PicnicHealth (YC S14) Stores Your Medical Records In One Place - peter123
http://techcrunch.com/2014/08/08/picnichealth-stores-your-medical-records-in-one-place-and-delivers-it-to-your-doctor/
======
pptr1
This is a hard space to be in. I am glad ycombinator is funding startups like
this. To survive in this space you need to be profitable early on and it looks
like you guys are already focusing on that business wise.

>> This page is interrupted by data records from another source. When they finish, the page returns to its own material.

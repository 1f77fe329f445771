//! Test utilities for GeoSecure integration tests
//!
//! - SecurityFixture: a small catalog (topp and nurc workspaces) guarded by
//!   data rules given as property text
//! - users: authentications for the roles the rule sets refer to
//!
//! Every fixture owns its own catalog and rule store, so tests stay
//! independent.

pub mod security_fixture;
pub mod users;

The challenge for your business is the various Emr/EHR systems that you have
to pull data from. Some of these vendors might not be so friendly, has data
lock in is a business strategy. Some systems might not have HL7 or some other
type of known integration; the interfaces could be proprietary. Some systems
might use their own custom database. Getting out EHR data even in known
databases (MySQL , SQL server, etc) could be challenging if integration
doesn't work and you have figure out the schema mapping, as the vendor has no
incentive to give you the schema.

I am not sure your one price fits all can work well. It seems like it would
work for known systems you know you get data accurately out of. What about all
those one off deeply proprietary systems; it might take allot more time. I
guess getting EHR printouts and manually entering in data is one strategy, but
it's quite error prone. Accuracy means everything here. On top of that some of
these doctors might not have any incentives to let your team figure out how to
pull data from their system.

I know this because I use to do data migrations for a top EMR company. Medical
records migrations are considered the most complex.

I would also add that how would your customers know you won't lock in their
data. Will you publish your data format?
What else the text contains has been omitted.